*Exercise instructions*
Exact repetition, please: start with the line where "authed(state, tenant).merge(admin_only(state, manage))" appears and stop after the final line of the records.

*Given records*
//! Booking API

mod handler;

use axum::{
    Router,
    routing::{get, post, put},
};

use super::{admin_only, authed};
use crate::state::AppState;

pub fn router(state: &AppState) -> Router<AppState> {
    Router::new().nest("/bookings", routes(state))
}

fn routes(state: &AppState) -> Router<AppState> {
    let tenant = Router::new()
        .route("/", get(handler::list_mine).post(handler::create))
        .route("/with-proof", post(handler::create_with_proof))
        .route("/{id}", get(handler::get_by_id))
        .route("/{id}/cancel", post(handler::cancel))
        .route("/{id}/extend", post(handler::extend));

    let manage = Router::new()
        .route("/all", get(handler::list_all))
        .route("/stats", get(handler::stats))
        .route("/{id}", put(handler::update));

    authed(state, tenant).merge(admin_only(state, manage))
}
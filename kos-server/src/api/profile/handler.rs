//! Profile API Handlers

use axum::{
    Extension, Json,
    extract::{Multipart, State},
};
use shared::models::{ChangePasswordRequest, ProfileResponse, ProfileUpdate, TenantProfile};

use crate::api::{ApiResult, ok, ok_with_message};
use crate::auth::CurrentUser;
use crate::services::profile as service;
use crate::state::AppState;
use crate::uploads::MultipartForm;

/// GET /api/profile
pub async fn get(State(state): State<AppState>, Extension(user): Extension<CurrentUser>) -> ApiResult<ProfileResponse> {
    ok(service::get_profile(state.pool(), user.id).await?)
}

/// PUT /api/profile
pub async fn update(
    State(state): State<AppState>,
    Extension(user): Extension<CurrentUser>,
    Json(payload): Json<ProfileUpdate>,
) -> ApiResult<ProfileResponse> {
    ok_with_message("Profile updated", service::update_profile(state.pool(), user.id, &payload).await?)
}

/// PUT /api/profile/change-password
pub async fn change_password(
    State(state): State<AppState>,
    Extension(user): Extension<CurrentUser>,
    Json(payload): Json<ChangePasswordRequest>,
) -> ApiResult<()> {
    service::change_password(state.pool(), user.id, &payload).await?;
    ok_with_message("Password changed", ())
}

/// POST /api/profile/photo (multipart)
pub async fn upload_photo(
    State(state): State<AppState>,
    Extension(user): Extension<CurrentUser>,
    multipart: Multipart,
) -> ApiResult<TenantProfile> {
    let file = MultipartForm::read(multipart).await?.take_file()?;
    ok_with_message("Photo updated", service::upload_photo(&state, user.id, &file).await?)
}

*Task response*
    authed(state, tenant).merge(admin_only(state, manage))
}
filename kos-server/src/api/profile/handler.rs
//! Profile API Handlers

use axum::{
    Extension, Json,
    extract::{Multipart, State},
};
use shared::models::{ChangePasswordRequest, ProfileResponse, ProfileUpdate, TenantProfile};

use crate::api::{ApiResult, ok, ok_with_message};
use crate::auth::CurrentUser;
use crate::services::profile as service;
use crate::state::AppState;
use crate::uploads::MultipartForm;

/// GET /api/profile
pub async fn get(State(state): State<AppState>, Extension(user): Extension<CurrentUser>) -> ApiResult<ProfileResponse> {
    ok(service::get_profile(state.pool(), user.id).await?)
}

/// PUT /api/profile
pub async fn update(
    State(state): State<AppState>,
    Extension(user): Extension<CurrentUser>,
    Json(payload): Json<ProfileUpdate>,
) -> ApiResult<ProfileResponse> {
    ok_with_message("Profile updated", service::update_profile(state.pool(), user.id, &payload).await?)
}

/// PUT /api/profile/change-password
pub async fn change_password(
    State(state): State<AppState>,
    Extension(user): Extension<CurrentUser>,
    Json(payload): Json<ChangePasswordRequest>,
) -> ApiResult<()> {
    service::change_password(state.pool(), user.id, &payload).await?;
    ok_with_message("Password changed", ())
}

/// POST /api/profile/photo (multipart)
pub async fn upload_photo(
    State(state): State<AppState>,
    Extension(user): Extension<CurrentUser>,
    multipart: Multipart,
) -> ApiResult<TenantProfile> {
    let file = MultipartForm::read(multipart).await?.take_file()?;
    ok_with_message("Photo updated", service::upload_photo(&state, user.id, &file).await?)
}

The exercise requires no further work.